Não fossem os múltiplos avisos sanitários espalhados por todo o lado naquela sala desoladoramente vazia mais a hedionda máscara obrigatória e, pelo menos durante aquelas duas horas, ter-nos-íamos alheado do mundo depressivo da covid em que estamos cada vez mais mergulhados.

Ele é os números e as notícias da pandemia e os dramas da crise sanitária e a miséria e a crise económica e a crise social e os protestos das vítimas que se julgam mais vítimas do que as outras e os subsídios e apoios reclamados sobretudo por aqueles que são useiros e vezeiros no acesso a esses tais subsídios e apoios e a linhas de crédito bonificadas e recebem milhões e despedem na mesma os trabalhadores que já estiveram em layoff e que beneficiaram de isenções e reduções de TSU e outras benesses e voltam a ser considerados pelo Estado, por esta Administração Central e também pela Local, porque é assim que as coisas funcionam cá por este burgo onde quem trabalha e não refila paga pela medida grande sem apelo nem agravo.

Em março, na primeira vaga da covid-19 em Portugal, vi em casa o filme Contágio, realizado por Steven Soderbergh, em 2011, que, apesar de contar com grandes atores, era simplesmente medíocre mas valia pela extraordinária coincidência entre o argumento de uma pandemia que começara com a transmissão de um vírus de um morcego a um porco num mercado da China e a realidade que quase dez anos depois veio a impor-se-nos e que estamos ainda, e até ver, a viver.

Meses passados, com os ecrãs das televisões e dos cinemas invadidos num fósforo por séries e filmes que correm atrás das histórias da pandemia, com máscaras e mascarados e restrições e desgraças atrás de desgraças, bem vale ainda mais a pena podermos apreciar um Geppetto como o de Benigni ou um Pinóquio como o do adorável Lelapi.

Porque vai feia a coisa.

Não é só pela velocidade a que se propaga o vírus, pelos números que teimam em não baixar, pelas vítimas mortais que não param de aumentar, pela autoridades de Saúde e não só que já não sabem para onde se virar ou o que fazer e o que proibir de fazer.

É pela crueldade da crise. Sanitária, económica, social.

Está a chegar dezembro e o Natal não vai ser como os outros. Até a própria Igreja já vai avisando: há que fazer o sacrifício a pensar no Natal do próximo ano.

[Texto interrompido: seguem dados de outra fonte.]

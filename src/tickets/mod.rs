//! Ticket channels: state encoding, controls, rendering and the lifecycle
//! controller that drives close / reopen / delete.

pub mod controls;
pub mod encoder;
pub mod kinds;
pub mod lifecycle;
pub mod opener;
pub mod panel;

pub use controls::Controls;
pub use kinds::{TicketKind, TicketKinds};
pub use lifecycle::{LifecycleController, Outcome, TransitionRequest};
pub use opener::TicketOpener;

use std::fmt;

/// Custom id of the close button.
pub const CLOSE_ID: &str = "ticket_close";
/// Custom id of the reopen button.
pub const REOPEN_ID: &str = "ticket_reopen";
/// Custom id of the delete button.
pub const DELETE_ID: &str = "ticket_delete";
/// Custom id of the panel's category select menu.
pub const SELECT_ID: &str = "ticket_select";

/// A user-triggered lifecycle transition.
#[derive(Debug, Clone, Copy, PartialEq, Eq, Hash)]
pub enum TicketAction {
    Close,
    Reopen,
    Delete,
}

impl TicketAction {
    /// Map a button custom id to its action.
    pub fn from_custom_id(id: &str) -> Option<Self> {
        match id {
            CLOSE_ID => Some(Self::Close),
            REOPEN_ID => Some(Self::Reopen),
            DELETE_ID => Some(Self::Delete),
            _ => None,
        }
    }

    pub fn custom_id(self) -> &'static str {
        match self {
            Self::Close => CLOSE_ID,
            Self::Reopen => REOPEN_ID,
            Self::Delete => DELETE_ID,
        }
    }

    /// Lowercase name for logs and metric labels.
    pub fn as_str(self) -> &'static str {
        match self {
            Self::Close => "close",
            Self::Reopen => "reopen",
            Self::Delete => "delete",
        }
    }
}

impl fmt::Display for TicketAction {
    fn fmt(&self, f: &mut fmt::Formatter<'_>) -> fmt::Result {
        f.write_str(self.as_str())
    }
}

#[cfg(test)]
mod tests {
    use super::*;

    #[test]
    fn custom_ids_map_both_ways() {
        for action in [TicketAction::Close, TicketAction::Reopen, TicketAction::Delete] {
            assert_eq!(TicketAction::from_custom_id(action.custom_id()), Some(action));
        }
        assert_eq!(TicketAction::from_custom_id(SELECT_ID), None);
    }
}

Pois sim. Mas sabemos lá o que 2021 nos reserva.

Pinóquio é um boneco de madeira que se diferencia das marionetas por não ter fios nas mãos, nos pés, na cabeça. É livre. E a liberdade, como a saúde, não tem preço.

Em 2020, estamos a perder tudo, a ceder em tudo. Vale que está a chegar ao fim. 

Haja esperança! Mas sabemos lá o que 2021 nos reserva.